━━ Available data

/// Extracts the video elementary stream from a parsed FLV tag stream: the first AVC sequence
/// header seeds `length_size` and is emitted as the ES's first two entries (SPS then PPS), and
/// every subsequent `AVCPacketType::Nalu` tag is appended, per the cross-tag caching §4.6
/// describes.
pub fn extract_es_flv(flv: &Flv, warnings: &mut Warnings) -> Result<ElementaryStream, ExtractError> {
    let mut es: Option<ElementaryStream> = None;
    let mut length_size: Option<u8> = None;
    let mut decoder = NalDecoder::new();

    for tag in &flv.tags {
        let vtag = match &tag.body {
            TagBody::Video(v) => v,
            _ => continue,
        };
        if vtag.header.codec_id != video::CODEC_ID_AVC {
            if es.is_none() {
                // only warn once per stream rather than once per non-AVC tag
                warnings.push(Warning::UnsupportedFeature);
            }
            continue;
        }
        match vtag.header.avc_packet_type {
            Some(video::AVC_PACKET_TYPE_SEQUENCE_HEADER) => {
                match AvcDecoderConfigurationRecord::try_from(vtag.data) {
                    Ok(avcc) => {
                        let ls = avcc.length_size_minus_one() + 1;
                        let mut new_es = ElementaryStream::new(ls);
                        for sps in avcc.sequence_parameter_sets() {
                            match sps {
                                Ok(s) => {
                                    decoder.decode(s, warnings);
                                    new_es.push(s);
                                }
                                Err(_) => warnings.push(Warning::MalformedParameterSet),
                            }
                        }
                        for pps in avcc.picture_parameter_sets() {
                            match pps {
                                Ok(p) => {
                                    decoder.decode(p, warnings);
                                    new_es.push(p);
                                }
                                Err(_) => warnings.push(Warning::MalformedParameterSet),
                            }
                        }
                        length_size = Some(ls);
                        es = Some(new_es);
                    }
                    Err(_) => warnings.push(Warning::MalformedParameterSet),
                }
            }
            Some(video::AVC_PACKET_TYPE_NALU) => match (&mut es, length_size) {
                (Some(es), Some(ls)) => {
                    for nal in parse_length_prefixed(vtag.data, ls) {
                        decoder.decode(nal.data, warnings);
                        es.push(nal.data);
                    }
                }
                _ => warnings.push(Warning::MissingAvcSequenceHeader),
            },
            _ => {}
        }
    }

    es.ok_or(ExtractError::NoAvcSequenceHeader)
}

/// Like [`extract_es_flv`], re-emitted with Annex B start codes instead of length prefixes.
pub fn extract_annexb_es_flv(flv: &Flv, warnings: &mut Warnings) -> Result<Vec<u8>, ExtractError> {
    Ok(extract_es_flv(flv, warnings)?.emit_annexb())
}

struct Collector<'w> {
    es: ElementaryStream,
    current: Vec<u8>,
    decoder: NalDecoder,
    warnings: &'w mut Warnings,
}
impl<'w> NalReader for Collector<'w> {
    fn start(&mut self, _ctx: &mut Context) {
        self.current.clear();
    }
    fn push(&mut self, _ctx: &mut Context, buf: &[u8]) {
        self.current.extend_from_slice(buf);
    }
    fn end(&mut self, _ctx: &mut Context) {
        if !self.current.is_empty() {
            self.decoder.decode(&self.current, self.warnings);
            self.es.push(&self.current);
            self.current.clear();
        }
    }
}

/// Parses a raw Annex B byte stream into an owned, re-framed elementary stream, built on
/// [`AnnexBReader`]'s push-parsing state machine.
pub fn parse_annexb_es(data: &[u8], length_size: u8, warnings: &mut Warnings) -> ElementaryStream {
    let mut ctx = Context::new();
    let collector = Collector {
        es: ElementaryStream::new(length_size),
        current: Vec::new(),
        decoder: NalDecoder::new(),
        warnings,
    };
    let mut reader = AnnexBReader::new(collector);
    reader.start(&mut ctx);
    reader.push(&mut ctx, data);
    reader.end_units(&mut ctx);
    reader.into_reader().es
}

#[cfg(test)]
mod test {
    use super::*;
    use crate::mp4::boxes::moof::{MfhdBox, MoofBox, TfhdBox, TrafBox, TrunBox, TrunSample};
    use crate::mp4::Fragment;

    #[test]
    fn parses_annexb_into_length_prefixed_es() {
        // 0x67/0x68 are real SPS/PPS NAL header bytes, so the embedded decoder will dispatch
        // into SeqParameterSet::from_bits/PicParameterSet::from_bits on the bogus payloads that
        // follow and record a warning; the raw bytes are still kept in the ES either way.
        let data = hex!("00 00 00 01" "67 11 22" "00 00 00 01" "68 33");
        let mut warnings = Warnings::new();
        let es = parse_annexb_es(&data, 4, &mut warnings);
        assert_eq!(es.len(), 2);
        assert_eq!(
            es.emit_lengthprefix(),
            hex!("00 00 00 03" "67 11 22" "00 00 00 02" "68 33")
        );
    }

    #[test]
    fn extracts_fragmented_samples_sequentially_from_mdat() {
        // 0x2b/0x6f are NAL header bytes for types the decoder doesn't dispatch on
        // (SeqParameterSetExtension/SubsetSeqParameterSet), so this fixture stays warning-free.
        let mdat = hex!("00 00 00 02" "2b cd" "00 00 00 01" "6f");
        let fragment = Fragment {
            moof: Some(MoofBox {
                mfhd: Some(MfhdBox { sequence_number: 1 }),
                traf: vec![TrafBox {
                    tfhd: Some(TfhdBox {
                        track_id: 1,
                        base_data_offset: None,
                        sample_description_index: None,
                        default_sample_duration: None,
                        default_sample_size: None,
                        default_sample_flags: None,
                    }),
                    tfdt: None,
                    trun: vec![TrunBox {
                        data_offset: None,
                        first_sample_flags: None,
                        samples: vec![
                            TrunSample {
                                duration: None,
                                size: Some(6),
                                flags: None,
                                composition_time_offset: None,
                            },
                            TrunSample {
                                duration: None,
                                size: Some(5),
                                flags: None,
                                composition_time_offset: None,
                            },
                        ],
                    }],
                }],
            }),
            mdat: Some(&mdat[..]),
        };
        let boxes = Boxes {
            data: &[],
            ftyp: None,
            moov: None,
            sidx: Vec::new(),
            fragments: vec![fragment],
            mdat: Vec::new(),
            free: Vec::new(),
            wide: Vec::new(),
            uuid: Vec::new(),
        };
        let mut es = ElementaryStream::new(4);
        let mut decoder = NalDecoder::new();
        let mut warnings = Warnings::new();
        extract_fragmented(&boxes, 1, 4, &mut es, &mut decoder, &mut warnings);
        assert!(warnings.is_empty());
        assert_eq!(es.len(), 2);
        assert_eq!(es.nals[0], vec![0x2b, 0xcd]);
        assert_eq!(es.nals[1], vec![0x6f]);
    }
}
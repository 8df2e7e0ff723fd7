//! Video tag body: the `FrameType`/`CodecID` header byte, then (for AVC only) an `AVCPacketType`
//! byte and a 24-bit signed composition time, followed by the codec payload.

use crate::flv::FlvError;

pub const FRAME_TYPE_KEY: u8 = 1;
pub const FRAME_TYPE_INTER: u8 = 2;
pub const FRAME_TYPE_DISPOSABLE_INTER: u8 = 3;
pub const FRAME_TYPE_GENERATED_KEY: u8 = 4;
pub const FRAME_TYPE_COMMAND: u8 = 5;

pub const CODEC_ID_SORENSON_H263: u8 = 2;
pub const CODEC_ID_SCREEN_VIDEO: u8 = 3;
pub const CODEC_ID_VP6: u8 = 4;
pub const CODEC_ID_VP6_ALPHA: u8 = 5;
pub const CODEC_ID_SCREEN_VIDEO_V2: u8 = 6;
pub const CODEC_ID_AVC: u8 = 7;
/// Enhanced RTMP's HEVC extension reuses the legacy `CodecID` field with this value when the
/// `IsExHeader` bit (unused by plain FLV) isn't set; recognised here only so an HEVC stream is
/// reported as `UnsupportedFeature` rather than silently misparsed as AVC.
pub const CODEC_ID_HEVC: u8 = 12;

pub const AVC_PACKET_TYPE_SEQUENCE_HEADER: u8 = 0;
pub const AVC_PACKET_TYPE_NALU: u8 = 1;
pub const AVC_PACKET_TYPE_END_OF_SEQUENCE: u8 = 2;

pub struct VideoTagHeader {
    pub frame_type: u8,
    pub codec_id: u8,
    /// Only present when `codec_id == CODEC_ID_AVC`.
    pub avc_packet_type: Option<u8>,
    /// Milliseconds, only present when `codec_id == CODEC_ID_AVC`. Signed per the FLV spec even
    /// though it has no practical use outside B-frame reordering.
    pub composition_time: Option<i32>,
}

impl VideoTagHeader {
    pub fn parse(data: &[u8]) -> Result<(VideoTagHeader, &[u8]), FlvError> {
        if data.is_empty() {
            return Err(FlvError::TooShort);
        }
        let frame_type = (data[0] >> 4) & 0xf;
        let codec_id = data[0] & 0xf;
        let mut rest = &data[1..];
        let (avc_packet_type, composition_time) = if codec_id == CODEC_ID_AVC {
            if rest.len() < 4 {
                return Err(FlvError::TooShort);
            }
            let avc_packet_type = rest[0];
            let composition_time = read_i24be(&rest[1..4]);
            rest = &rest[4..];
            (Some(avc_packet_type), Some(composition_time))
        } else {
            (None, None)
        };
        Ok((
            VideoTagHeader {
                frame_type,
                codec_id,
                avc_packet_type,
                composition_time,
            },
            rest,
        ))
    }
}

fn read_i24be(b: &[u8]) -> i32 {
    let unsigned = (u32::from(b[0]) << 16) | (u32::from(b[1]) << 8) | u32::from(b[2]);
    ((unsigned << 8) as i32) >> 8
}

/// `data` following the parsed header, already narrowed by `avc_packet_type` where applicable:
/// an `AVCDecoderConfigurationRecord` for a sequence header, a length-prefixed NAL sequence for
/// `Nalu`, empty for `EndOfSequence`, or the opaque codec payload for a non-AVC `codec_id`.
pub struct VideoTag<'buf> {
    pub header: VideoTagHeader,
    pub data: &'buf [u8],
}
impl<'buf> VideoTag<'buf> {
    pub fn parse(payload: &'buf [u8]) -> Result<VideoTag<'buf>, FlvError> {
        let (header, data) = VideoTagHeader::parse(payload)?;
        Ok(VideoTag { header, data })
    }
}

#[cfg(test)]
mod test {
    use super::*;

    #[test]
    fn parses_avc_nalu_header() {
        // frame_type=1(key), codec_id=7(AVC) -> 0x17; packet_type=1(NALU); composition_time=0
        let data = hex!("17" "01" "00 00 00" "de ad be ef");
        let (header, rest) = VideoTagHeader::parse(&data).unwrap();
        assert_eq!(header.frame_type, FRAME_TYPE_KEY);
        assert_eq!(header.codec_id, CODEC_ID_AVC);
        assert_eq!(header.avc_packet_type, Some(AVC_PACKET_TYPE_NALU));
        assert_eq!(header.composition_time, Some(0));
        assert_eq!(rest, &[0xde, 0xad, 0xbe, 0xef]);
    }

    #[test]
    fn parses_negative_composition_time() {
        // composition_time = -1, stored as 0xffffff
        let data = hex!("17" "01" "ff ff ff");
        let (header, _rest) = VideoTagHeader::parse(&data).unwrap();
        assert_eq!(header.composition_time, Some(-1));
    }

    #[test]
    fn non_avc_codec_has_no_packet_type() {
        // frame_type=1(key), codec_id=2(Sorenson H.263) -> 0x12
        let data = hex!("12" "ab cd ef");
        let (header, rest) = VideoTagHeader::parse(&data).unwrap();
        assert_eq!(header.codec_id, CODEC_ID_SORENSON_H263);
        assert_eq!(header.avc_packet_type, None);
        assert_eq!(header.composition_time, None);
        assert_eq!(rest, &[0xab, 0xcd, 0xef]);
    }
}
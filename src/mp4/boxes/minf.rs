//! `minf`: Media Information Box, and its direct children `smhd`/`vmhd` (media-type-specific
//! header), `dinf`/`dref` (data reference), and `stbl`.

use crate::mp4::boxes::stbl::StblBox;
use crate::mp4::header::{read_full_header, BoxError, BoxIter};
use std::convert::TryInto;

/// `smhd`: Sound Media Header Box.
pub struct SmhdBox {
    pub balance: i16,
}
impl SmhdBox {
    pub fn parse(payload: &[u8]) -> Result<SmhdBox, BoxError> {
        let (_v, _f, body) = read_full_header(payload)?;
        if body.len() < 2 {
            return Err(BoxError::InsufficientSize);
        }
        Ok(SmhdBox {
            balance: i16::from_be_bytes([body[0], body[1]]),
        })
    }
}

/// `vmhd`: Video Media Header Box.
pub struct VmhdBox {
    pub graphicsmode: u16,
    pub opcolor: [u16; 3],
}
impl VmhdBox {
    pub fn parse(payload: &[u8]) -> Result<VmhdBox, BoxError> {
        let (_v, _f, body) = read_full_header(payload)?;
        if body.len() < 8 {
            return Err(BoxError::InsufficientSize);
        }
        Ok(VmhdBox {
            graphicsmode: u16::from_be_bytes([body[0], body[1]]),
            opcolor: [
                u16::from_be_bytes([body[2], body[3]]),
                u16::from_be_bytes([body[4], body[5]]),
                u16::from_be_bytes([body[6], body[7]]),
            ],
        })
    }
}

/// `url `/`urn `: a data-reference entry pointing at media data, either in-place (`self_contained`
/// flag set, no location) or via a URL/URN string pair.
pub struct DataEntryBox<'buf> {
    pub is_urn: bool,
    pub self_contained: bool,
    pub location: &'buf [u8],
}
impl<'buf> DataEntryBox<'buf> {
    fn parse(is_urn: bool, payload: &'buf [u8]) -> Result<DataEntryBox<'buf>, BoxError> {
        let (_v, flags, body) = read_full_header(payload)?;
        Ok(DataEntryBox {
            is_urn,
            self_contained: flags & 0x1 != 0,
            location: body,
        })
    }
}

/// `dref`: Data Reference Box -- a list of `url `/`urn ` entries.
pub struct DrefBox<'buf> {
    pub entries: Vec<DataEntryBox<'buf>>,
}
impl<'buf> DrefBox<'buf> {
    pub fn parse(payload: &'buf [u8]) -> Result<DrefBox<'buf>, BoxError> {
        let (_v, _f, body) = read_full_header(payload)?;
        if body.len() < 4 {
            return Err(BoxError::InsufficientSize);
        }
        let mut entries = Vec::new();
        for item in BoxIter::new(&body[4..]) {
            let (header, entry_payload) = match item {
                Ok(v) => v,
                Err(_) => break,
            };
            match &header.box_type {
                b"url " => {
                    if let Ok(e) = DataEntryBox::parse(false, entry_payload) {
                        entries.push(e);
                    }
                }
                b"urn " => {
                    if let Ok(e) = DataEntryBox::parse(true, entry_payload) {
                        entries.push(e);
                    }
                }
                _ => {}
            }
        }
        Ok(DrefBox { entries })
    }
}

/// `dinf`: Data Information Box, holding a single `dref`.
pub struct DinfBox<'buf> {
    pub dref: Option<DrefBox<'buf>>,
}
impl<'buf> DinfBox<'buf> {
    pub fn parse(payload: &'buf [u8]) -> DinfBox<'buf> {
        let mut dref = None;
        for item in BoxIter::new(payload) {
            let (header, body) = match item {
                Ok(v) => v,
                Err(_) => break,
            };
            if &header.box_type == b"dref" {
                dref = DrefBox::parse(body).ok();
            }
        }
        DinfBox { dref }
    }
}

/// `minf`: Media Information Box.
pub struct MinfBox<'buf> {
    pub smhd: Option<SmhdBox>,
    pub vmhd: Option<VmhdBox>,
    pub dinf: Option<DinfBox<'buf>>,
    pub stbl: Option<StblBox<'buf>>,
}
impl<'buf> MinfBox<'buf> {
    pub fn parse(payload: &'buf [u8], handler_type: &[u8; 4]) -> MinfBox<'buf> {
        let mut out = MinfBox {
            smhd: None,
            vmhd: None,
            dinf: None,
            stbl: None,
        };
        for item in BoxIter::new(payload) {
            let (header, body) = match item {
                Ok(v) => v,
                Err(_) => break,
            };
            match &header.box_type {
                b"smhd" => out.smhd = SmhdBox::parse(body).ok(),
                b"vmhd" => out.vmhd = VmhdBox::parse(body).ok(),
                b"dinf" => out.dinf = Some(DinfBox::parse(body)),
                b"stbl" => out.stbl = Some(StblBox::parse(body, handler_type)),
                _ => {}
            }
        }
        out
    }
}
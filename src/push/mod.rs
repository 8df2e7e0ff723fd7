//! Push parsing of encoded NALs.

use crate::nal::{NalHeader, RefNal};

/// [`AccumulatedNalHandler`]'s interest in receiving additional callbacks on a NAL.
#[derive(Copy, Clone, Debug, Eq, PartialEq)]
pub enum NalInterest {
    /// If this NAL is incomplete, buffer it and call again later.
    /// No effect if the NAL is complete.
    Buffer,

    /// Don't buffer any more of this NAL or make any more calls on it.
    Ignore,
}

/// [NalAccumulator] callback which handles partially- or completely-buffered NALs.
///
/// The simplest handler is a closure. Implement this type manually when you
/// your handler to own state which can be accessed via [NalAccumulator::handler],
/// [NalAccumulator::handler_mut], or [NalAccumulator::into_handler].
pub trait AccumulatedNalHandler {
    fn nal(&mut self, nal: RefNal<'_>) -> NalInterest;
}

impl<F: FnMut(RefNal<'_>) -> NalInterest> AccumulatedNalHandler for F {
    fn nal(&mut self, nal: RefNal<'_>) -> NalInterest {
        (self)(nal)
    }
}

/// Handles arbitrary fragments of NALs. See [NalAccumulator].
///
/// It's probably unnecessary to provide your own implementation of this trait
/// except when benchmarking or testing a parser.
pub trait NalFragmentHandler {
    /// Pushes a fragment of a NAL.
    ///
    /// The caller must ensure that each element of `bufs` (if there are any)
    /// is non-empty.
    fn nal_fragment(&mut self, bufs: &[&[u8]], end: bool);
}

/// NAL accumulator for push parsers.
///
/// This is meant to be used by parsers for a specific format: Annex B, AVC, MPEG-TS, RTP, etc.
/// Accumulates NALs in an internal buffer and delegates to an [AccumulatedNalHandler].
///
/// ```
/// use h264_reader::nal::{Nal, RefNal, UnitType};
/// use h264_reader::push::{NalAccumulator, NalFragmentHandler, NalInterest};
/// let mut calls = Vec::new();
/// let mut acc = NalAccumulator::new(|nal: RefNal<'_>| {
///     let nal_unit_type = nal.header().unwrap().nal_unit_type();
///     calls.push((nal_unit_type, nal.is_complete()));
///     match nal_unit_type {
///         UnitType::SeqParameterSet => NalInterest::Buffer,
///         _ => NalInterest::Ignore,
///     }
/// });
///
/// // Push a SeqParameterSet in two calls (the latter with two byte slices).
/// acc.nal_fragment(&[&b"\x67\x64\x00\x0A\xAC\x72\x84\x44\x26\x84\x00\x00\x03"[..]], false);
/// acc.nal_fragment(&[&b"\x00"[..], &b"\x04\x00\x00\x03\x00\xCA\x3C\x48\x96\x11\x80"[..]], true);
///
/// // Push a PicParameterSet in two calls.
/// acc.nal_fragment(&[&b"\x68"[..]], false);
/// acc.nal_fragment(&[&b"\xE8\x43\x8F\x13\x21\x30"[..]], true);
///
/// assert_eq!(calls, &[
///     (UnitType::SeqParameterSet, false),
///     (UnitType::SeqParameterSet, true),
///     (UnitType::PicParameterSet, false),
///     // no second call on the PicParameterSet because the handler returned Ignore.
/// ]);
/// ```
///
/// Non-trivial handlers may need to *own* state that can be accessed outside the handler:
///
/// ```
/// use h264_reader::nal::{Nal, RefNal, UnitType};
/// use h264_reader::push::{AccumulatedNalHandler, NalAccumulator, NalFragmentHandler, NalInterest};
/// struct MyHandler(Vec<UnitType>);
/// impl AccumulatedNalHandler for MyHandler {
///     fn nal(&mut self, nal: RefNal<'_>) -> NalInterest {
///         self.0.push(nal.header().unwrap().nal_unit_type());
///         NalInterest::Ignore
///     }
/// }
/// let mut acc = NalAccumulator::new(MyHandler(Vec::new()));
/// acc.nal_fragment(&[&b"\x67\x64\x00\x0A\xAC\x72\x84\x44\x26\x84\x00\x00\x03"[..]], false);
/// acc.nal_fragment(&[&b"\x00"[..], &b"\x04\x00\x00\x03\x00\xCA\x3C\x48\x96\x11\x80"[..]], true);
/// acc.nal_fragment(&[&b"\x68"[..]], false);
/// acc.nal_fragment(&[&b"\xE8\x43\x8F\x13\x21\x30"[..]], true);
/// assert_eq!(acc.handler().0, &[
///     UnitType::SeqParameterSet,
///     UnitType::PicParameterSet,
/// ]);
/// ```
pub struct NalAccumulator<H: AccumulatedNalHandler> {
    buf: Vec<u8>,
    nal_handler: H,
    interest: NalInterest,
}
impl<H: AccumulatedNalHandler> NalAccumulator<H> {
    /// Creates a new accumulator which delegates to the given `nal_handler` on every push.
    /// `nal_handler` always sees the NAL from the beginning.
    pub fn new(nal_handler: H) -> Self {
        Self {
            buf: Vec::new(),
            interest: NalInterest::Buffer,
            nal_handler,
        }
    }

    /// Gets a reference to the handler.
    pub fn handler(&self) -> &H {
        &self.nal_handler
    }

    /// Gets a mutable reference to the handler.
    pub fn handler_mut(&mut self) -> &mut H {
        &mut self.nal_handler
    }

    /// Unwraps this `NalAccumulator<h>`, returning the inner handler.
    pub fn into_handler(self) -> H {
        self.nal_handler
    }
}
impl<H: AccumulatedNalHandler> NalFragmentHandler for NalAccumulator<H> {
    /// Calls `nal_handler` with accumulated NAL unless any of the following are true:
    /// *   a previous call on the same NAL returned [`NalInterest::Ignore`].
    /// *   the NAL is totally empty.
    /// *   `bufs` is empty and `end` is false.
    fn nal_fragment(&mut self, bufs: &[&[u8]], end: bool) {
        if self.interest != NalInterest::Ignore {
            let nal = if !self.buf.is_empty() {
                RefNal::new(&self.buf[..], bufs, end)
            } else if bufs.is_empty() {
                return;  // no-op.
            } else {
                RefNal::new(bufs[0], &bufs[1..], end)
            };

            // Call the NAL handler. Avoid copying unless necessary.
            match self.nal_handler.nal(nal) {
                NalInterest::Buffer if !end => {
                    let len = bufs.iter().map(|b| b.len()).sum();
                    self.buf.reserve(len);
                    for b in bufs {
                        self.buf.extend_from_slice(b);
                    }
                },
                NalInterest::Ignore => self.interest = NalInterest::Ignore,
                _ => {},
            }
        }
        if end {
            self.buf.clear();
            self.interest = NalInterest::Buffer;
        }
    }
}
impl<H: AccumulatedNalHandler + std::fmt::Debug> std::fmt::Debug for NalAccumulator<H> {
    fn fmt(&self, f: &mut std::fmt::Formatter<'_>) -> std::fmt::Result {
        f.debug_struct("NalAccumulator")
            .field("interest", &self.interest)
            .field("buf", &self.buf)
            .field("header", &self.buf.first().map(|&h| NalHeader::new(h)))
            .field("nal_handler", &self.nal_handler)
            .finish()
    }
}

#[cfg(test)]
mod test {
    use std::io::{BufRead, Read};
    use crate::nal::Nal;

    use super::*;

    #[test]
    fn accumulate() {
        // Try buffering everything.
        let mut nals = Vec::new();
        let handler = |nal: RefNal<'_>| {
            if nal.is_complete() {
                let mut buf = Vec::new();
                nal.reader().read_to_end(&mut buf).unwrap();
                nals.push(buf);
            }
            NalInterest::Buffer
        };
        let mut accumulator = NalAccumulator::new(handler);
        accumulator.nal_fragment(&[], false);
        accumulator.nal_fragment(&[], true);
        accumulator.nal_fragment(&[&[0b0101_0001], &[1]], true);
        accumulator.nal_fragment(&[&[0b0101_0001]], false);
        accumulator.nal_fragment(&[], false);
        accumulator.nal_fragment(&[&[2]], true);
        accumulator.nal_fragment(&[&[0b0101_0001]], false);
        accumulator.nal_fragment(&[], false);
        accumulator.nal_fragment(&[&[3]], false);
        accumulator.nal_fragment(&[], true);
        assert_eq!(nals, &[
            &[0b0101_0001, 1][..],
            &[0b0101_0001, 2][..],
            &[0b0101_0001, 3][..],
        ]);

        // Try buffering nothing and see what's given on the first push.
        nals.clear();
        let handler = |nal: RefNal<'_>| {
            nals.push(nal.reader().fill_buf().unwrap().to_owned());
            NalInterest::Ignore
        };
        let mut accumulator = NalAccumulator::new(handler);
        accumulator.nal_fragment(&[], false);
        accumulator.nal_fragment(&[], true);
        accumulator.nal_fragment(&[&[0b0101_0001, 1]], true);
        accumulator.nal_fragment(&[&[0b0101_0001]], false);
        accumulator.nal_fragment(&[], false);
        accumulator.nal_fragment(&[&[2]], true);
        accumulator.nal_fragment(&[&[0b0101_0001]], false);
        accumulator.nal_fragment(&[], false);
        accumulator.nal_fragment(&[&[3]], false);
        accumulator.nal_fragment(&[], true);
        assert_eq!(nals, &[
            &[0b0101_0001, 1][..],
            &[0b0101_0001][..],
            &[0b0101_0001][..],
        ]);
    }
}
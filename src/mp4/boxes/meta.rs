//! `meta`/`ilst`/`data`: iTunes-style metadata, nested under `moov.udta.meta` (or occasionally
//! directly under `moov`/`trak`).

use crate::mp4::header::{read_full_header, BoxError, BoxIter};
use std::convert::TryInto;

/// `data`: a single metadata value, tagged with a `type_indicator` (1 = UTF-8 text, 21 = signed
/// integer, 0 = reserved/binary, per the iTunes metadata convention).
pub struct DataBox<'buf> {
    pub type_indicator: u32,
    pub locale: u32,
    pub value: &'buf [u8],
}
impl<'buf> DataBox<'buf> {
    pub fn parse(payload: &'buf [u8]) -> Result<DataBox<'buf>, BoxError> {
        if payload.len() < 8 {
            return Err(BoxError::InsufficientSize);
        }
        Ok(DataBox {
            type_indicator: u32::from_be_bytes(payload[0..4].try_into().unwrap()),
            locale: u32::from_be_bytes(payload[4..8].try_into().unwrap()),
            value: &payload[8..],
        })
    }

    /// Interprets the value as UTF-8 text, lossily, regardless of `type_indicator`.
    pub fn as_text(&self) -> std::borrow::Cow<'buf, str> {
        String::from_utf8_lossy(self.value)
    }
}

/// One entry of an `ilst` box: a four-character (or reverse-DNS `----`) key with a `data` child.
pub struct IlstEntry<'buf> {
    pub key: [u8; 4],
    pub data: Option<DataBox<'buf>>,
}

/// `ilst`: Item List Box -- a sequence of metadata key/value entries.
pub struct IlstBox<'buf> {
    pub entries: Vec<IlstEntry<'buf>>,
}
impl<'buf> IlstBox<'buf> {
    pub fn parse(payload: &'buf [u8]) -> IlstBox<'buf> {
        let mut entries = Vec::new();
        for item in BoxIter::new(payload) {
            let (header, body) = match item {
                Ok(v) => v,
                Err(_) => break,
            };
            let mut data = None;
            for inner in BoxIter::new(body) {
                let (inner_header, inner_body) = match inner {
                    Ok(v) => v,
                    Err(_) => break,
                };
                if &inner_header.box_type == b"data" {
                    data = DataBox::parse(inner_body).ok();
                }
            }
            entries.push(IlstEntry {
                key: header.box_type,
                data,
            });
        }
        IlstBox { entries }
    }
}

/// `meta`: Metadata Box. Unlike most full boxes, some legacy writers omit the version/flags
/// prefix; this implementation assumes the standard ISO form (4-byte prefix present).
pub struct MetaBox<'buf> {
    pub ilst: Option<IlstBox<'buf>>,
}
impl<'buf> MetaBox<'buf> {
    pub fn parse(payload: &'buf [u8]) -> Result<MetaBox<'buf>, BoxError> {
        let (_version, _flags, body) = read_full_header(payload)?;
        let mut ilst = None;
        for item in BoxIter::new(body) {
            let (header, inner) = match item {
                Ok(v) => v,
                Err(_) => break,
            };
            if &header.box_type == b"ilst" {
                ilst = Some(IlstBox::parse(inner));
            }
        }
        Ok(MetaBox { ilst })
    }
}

━━━━

Task prompt | Check each line of the listing above. Copy the ones with the word "SmhdBox".

Exercise answer |
pub struct SmhdBox {
impl SmhdBox {
    pub fn parse(payload: &[u8]) -> Result<SmhdBox, BoxError> {
        Ok(SmhdBox {
    pub smhd: Option<SmhdBox>,
                b"smhd" => out.smhd = SmhdBox::parse(body).ok(),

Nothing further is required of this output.